__Task input__

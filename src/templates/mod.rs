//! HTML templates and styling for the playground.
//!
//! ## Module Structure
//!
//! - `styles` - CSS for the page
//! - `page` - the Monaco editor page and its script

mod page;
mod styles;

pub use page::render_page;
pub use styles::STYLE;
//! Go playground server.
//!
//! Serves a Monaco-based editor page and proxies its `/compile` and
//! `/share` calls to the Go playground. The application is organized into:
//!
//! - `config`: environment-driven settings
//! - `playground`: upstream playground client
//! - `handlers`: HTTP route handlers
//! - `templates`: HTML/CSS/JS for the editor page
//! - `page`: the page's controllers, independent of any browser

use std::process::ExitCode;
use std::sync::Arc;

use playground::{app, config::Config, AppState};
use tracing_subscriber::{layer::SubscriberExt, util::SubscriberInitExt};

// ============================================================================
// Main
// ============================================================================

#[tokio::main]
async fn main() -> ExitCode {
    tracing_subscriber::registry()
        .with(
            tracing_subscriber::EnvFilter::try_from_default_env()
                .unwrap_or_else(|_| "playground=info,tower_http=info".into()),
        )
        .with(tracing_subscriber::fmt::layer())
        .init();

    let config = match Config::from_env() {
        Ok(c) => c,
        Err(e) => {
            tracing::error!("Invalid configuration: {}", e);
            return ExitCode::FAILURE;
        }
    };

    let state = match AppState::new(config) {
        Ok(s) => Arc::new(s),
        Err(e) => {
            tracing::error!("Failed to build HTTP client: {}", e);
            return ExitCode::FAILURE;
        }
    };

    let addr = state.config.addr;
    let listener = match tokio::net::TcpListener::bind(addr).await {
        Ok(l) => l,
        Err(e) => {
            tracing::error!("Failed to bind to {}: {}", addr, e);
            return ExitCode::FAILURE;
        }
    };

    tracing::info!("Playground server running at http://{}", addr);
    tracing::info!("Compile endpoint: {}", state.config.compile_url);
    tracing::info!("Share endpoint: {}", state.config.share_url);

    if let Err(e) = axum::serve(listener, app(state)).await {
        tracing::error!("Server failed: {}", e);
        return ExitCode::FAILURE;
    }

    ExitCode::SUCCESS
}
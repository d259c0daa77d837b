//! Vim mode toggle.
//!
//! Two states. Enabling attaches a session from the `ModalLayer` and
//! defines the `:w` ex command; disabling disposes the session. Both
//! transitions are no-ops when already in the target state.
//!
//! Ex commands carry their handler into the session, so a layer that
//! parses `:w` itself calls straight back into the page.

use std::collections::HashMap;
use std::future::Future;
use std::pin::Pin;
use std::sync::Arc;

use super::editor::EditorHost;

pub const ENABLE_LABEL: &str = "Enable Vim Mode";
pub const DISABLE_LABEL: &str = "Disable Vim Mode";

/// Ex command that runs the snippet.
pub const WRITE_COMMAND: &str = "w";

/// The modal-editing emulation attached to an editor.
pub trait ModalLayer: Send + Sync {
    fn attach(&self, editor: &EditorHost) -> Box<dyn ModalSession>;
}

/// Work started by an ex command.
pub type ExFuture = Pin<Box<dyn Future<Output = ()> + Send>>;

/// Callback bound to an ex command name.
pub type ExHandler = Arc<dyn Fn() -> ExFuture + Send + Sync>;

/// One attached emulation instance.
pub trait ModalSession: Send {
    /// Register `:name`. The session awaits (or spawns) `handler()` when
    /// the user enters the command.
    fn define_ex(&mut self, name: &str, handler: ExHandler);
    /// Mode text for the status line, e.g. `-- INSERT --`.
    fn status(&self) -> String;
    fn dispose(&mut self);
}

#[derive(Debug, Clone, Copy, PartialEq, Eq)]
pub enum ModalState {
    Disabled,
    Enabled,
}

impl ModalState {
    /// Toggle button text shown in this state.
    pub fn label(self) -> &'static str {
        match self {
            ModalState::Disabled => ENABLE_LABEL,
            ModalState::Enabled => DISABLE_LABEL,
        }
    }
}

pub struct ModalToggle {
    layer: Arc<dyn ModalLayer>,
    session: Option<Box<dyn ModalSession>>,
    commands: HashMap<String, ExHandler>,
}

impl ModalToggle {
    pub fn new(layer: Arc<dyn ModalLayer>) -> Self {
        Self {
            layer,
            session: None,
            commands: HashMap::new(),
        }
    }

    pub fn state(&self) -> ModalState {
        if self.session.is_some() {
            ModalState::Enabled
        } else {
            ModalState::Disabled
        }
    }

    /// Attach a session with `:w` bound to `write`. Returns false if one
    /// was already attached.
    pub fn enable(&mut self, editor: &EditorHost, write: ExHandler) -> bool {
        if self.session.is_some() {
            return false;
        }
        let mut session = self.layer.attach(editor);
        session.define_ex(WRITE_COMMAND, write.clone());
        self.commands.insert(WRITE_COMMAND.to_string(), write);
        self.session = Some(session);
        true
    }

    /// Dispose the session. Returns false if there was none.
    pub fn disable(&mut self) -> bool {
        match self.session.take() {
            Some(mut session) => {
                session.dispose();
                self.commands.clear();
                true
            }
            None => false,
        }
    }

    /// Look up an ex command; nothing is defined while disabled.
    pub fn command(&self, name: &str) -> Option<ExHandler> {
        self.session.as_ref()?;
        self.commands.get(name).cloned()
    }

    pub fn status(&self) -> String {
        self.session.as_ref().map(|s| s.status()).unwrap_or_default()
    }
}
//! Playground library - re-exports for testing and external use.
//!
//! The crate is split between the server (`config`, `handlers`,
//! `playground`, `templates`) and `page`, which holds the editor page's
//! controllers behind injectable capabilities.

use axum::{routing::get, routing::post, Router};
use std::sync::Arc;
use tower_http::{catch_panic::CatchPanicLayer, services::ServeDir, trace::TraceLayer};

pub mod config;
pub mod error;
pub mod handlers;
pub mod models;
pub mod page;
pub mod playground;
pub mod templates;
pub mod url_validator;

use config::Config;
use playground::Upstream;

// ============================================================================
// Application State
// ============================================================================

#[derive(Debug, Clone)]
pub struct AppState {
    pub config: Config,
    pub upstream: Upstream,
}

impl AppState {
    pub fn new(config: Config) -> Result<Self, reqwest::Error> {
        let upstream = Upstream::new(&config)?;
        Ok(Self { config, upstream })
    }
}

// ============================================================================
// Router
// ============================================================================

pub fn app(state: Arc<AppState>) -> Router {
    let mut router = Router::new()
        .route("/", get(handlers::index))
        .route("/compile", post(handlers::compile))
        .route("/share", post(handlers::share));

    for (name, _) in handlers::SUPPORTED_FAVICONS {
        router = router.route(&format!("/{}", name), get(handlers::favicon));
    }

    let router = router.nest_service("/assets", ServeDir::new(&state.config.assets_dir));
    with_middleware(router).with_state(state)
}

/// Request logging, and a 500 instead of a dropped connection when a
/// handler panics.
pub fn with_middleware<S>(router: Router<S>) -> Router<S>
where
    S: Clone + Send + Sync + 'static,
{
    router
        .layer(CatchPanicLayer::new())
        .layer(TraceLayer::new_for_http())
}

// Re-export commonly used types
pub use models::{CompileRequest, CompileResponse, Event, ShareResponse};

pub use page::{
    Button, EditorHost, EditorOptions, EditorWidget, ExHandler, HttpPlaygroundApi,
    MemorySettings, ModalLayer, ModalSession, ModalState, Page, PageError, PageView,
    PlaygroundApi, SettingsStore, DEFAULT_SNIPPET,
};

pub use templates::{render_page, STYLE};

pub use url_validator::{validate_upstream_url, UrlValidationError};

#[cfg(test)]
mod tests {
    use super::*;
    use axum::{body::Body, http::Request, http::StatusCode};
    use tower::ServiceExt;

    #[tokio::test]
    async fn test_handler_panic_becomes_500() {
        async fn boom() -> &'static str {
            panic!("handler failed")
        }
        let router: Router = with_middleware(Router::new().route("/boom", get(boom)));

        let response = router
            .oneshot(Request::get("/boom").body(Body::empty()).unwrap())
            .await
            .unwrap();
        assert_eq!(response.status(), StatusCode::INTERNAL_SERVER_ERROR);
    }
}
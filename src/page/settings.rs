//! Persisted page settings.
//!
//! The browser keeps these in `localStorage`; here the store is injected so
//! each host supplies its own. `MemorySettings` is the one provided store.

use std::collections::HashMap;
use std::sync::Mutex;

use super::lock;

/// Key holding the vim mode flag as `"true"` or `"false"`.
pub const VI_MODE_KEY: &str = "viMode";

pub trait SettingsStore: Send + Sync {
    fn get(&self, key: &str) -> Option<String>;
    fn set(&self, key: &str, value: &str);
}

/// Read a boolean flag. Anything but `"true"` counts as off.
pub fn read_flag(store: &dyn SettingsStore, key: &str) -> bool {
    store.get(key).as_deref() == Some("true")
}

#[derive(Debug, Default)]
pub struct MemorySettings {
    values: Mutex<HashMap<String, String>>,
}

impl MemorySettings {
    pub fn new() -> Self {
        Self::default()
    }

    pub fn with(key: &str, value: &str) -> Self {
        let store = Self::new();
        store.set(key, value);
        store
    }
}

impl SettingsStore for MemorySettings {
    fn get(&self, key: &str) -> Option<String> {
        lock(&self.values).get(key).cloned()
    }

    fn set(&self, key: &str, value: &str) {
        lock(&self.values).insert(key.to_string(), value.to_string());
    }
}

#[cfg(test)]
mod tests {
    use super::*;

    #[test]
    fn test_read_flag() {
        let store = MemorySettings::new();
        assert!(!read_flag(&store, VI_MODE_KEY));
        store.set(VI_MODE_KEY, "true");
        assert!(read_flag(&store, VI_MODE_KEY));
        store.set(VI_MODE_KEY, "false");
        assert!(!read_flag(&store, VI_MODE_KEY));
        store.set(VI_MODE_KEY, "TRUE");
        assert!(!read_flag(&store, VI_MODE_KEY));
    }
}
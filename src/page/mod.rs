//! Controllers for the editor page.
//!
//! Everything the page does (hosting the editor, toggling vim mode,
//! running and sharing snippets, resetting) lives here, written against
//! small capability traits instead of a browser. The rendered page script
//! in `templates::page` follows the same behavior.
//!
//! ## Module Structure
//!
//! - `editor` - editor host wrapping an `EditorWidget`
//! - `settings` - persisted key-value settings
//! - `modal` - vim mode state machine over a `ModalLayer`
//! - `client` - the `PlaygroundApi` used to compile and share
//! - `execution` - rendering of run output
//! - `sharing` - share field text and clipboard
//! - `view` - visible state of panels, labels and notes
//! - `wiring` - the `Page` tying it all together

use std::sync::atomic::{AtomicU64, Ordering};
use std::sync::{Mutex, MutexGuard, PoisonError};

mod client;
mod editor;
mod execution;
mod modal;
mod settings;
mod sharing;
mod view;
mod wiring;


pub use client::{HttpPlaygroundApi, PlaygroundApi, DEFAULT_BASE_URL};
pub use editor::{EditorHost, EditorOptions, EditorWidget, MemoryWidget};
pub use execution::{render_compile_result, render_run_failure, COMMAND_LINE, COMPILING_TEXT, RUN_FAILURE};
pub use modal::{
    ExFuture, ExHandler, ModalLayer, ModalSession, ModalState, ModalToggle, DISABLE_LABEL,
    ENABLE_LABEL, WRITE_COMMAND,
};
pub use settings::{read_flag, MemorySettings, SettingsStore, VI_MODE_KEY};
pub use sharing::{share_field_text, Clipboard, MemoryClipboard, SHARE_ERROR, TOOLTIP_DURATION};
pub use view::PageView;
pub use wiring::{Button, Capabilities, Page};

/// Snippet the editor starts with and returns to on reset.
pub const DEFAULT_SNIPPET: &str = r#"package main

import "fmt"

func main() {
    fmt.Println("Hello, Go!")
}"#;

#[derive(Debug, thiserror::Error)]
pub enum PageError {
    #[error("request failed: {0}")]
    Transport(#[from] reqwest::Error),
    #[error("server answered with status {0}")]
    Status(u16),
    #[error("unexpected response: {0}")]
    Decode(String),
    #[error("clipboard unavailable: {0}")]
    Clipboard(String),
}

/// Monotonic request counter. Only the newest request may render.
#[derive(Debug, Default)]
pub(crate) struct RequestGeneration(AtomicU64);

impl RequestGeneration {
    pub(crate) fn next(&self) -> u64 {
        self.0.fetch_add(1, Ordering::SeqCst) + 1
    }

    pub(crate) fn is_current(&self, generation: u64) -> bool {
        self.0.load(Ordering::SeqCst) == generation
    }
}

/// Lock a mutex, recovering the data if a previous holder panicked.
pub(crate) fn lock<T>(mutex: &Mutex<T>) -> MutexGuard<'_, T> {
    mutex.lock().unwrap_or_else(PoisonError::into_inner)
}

__What you have to do__
Check each line above for the string "ExFuture", then copy the ones that have it.

__Answer space__
pub type ExFuture = Pin<Box<dyn Future<Output = ()> + Send>>;
pub type ExHandler = Arc<dyn Fn() -> ExFuture + Send + Sync>;
    ExFuture, ExHandler, ModalLayer, ModalSession, ModalState, ModalToggle, DISABLE_LABEL,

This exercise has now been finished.